WHAT IS NEEDED —
Word for word, repeat each entry that follows.

Saved entries:
******
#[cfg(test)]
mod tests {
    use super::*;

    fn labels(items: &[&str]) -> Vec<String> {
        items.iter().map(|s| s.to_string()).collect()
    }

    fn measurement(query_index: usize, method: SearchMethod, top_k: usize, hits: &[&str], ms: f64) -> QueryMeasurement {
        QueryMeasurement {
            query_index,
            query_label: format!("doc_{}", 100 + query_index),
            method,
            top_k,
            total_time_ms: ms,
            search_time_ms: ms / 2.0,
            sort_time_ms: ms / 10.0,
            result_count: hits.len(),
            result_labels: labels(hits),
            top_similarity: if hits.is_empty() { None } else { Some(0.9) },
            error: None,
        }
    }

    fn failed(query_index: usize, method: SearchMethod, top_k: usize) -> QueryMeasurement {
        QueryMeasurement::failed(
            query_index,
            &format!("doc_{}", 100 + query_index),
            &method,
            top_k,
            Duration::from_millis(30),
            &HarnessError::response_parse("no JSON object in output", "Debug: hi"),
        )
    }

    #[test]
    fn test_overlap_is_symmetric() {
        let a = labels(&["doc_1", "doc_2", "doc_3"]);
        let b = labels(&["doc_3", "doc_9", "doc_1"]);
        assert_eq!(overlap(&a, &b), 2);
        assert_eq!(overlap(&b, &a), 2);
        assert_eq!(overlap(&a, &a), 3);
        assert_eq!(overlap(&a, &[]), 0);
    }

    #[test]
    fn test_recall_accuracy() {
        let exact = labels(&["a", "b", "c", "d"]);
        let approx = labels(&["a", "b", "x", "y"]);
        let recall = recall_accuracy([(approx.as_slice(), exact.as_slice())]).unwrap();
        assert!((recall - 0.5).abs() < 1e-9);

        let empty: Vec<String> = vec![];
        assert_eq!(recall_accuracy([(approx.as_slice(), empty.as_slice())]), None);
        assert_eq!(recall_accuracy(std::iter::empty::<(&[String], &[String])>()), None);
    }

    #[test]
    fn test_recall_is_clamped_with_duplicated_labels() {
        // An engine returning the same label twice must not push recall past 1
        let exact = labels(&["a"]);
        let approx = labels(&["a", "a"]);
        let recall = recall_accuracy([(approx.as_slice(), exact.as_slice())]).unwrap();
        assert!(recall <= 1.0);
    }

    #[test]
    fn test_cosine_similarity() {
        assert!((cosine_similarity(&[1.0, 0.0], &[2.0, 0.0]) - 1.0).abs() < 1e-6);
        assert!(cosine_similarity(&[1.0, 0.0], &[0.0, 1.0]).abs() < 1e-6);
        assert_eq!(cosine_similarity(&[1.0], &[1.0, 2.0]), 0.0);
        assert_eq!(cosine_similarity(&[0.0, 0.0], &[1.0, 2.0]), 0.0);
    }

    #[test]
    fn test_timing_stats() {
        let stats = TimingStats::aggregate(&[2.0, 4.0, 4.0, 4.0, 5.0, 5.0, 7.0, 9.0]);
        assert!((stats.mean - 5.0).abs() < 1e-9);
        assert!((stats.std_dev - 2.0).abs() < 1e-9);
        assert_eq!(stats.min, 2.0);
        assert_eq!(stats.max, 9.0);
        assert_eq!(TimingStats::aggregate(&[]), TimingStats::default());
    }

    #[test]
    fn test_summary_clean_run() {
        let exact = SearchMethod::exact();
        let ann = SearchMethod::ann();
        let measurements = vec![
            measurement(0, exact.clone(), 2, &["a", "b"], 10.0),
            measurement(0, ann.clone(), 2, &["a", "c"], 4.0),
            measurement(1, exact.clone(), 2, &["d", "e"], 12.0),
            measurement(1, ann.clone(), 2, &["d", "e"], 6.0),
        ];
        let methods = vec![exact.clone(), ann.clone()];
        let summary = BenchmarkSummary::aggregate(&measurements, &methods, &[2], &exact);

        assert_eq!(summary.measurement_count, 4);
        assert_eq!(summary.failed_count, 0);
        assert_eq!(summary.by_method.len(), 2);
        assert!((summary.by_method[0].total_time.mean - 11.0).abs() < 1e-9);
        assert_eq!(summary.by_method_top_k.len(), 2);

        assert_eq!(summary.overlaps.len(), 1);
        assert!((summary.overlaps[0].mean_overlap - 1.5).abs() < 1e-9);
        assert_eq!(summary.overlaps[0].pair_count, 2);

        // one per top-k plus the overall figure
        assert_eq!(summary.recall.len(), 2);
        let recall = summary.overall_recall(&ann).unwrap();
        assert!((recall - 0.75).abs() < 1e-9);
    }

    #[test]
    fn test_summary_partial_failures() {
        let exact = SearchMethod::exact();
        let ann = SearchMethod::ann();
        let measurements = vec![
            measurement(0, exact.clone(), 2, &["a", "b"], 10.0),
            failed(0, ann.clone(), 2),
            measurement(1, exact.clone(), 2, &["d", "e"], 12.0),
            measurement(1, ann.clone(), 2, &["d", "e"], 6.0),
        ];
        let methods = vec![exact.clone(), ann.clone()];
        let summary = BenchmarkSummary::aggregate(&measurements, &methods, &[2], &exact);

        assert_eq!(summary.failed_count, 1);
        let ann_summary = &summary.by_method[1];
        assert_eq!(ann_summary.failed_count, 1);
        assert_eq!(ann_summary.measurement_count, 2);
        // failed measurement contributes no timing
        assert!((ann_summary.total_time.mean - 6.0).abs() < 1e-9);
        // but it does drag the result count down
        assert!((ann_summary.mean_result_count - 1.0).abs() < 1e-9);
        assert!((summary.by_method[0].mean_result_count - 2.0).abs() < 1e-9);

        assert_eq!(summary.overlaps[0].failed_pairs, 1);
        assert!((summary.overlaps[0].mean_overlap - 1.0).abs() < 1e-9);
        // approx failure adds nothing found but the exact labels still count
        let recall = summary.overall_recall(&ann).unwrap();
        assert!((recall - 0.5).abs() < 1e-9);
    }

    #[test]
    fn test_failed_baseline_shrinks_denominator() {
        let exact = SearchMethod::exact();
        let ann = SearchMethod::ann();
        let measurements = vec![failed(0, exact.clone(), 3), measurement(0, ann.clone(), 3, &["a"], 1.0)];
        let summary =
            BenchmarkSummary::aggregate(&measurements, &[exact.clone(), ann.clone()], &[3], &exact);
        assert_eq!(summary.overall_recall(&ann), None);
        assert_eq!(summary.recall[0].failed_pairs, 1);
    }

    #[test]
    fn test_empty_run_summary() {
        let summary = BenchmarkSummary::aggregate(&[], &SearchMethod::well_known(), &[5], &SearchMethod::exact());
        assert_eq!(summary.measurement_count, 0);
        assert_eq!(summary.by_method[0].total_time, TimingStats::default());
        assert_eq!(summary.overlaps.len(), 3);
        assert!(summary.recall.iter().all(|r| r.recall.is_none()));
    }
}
******
ANSWER TO THE PROBLEM —
#[cfg(test)]
mod tests {
    use super::*;

    fn labels(items: &[&str]) -> Vec<String> {
        items.iter().map(|s| s.to_string()).collect()
    }

    fn measurement(query_index: usize, method: SearchMethod, top_k: usize, hits: &[&str], ms: f64) -> QueryMeasurement {
        QueryMeasurement {
            query_index,
            query_label: format!("doc_{}", 100 + query_index),
            method,
            top_k,
            total_time_ms: ms,
            search_time_ms: ms / 2.0,
            sort_time_ms: ms / 10.0,
            result_count: hits.len(),
            result_labels: labels(hits),
            top_similarity: if hits.is_empty() { None } else { Some(0.9) },
            error: None,
        }
    }

    fn failed(query_index: usize, method: SearchMethod, top_k: usize) -> QueryMeasurement {
        QueryMeasurement::failed(
            query_index,
            &format!("doc_{}", 100 + query_index),
            &method,
            top_k,
            Duration::from_millis(30),
            &HarnessError::response_parse("no JSON object in output", "Debug: hi"),
        )
    }

    #[test]
    fn test_overlap_is_symmetric() {
        let a = labels(&["doc_1", "doc_2", "doc_3"]);
        let b = labels(&["doc_3", "doc_9", "doc_1"]);
        assert_eq!(overlap(&a, &b), 2);
        assert_eq!(overlap(&b, &a), 2);
        assert_eq!(overlap(&a, &a), 3);
        assert_eq!(overlap(&a, &[]), 0);
    }

    #[test]
    fn test_recall_accuracy() {
        let exact = labels(&["a", "b", "c", "d"]);
        let approx = labels(&["a", "b", "x", "y"]);
        let recall = recall_accuracy([(approx.as_slice(), exact.as_slice())]).unwrap();
        assert!((recall - 0.5).abs() < 1e-9);

        let empty: Vec<String> = vec![];
        assert_eq!(recall_accuracy([(approx.as_slice(), empty.as_slice())]), None);
        assert_eq!(recall_accuracy(std::iter::empty::<(&[String], &[String])>()), None);
    }

    #[test]
    fn test_recall_is_clamped_with_duplicated_labels() {
        // An engine returning the same label twice must not push recall past 1
        let exact = labels(&["a"]);
        let approx = labels(&["a", "a"]);
        let recall = recall_accuracy([(approx.as_slice(), exact.as_slice())]).unwrap();
        assert!(recall <= 1.0);
    }

    #[test]
    fn test_cosine_similarity() {
        assert!((cosine_similarity(&[1.0, 0.0], &[2.0, 0.0]) - 1.0).abs() < 1e-6);
        assert!(cosine_similarity(&[1.0, 0.0], &[0.0, 1.0]).abs() < 1e-6);
        assert_eq!(cosine_similarity(&[1.0], &[1.0, 2.0]), 0.0);
        assert_eq!(cosine_similarity(&[0.0, 0.0], &[1.0, 2.0]), 0.0);
    }

    #[test]
    fn test_timing_stats() {
        let stats = TimingStats::aggregate(&[2.0, 4.0, 4.0, 4.0, 5.0, 5.0, 7.0, 9.0]);
        assert!((stats.mean - 5.0).abs() < 1e-9);
        assert!((stats.std_dev - 2.0).abs() < 1e-9);
        assert_eq!(stats.min, 2.0);
        assert_eq!(stats.max, 9.0);
        assert_eq!(TimingStats::aggregate(&[]), TimingStats::default());
    }

    #[test]
    fn test_summary_clean_run() {
        let exact = SearchMethod::exact();
        let ann = SearchMethod::ann();
        let measurements = vec![
            measurement(0, exact.clone(), 2, &["a", "b"], 10.0),
            measurement(0, ann.clone(), 2, &["a", "c"], 4.0),
            measurement(1, exact.clone(), 2, &["d", "e"], 12.0),
            measurement(1, ann.clone(), 2, &["d", "e"], 6.0),
        ];
        let methods = vec![exact.clone(), ann.clone()];
        let summary = BenchmarkSummary::aggregate(&measurements, &methods, &[2], &exact);

        assert_eq!(summary.measurement_count, 4);
        assert_eq!(summary.failed_count, 0);
        assert_eq!(summary.by_method.len(), 2);
        assert!((summary.by_method[0].total_time.mean - 11.0).abs() < 1e-9);
        assert_eq!(summary.by_method_top_k.len(), 2);

        assert_eq!(summary.overlaps.len(), 1);
        assert!((summary.overlaps[0].mean_overlap - 1.5).abs() < 1e-9);
        assert_eq!(summary.overlaps[0].pair_count, 2);

        // one per top-k plus the overall figure
        assert_eq!(summary.recall.len(), 2);
        let recall = summary.overall_recall(&ann).unwrap();
        assert!((recall - 0.75).abs() < 1e-9);
    }

    #[test]
    fn test_summary_partial_failures() {
        let exact = SearchMethod::exact();
        let ann = SearchMethod::ann();
        let measurements = vec![
            measurement(0, exact.clone(), 2, &["a", "b"], 10.0),
            failed(0, ann.clone(), 2),
            measurement(1, exact.clone(), 2, &["d", "e"], 12.0),
            measurement(1, ann.clone(), 2, &["d", "e"], 6.0),
        ];
        let methods = vec![exact.clone(), ann.clone()];
        let summary = BenchmarkSummary::aggregate(&measurements, &methods, &[2], &exact);

        assert_eq!(summary.failed_count, 1);
        let ann_summary = &summary.by_method[1];
        assert_eq!(ann_summary.failed_count, 1);
        assert_eq!(ann_summary.measurement_count, 2);
        // failed measurement contributes no timing
        assert!((ann_summary.total_time.mean - 6.0).abs() < 1e-9);
        // but it does drag the result count down
        assert!((ann_summary.mean_result_count - 1.0).abs() < 1e-9);
        assert!((summary.by_method[0].mean_result_count - 2.0).abs() < 1e-9);

        assert_eq!(summary.overlaps[0].failed_pairs, 1);
        assert!((summary.overlaps[0].mean_overlap - 1.0).abs() < 1e-9);
        // approx failure adds nothing found but the exact labels still count
        let recall = summary.overall_recall(&ann).unwrap();
        assert!((recall - 0.5).abs() < 1e-9);
    }

    #[test]
    fn test_failed_baseline_shrinks_denominator() {
        let exact = SearchMethod::exact();
        let ann = SearchMethod::ann();
        let measurements = vec![failed(0, exact.clone(), 3), measurement(0, ann.clone(), 3, &["a"], 1.0)];
        let summary =
            BenchmarkSummary::aggregate(&measurements, &[exact.clone(), ann.clone()], &[3], &exact);
        assert_eq!(summary.overall_recall(&ann), None);
        assert_eq!(summary.recall[0].failed_pairs, 1);
    }

    #[test]
    fn test_empty_run_summary() {
        let summary = BenchmarkSummary::aggregate(&[], &SearchMethod::well_known(), &[5], &SearchMethod::exact());
        assert_eq!(summary.measurement_count, 0);
        assert_eq!(summary.by_method[0].total_time, TimingStats::default());
        assert_eq!(summary.overlaps.len(), 3);
        assert!(summary.recall.iter().all(|r| r.recall.is_none()));
    }
}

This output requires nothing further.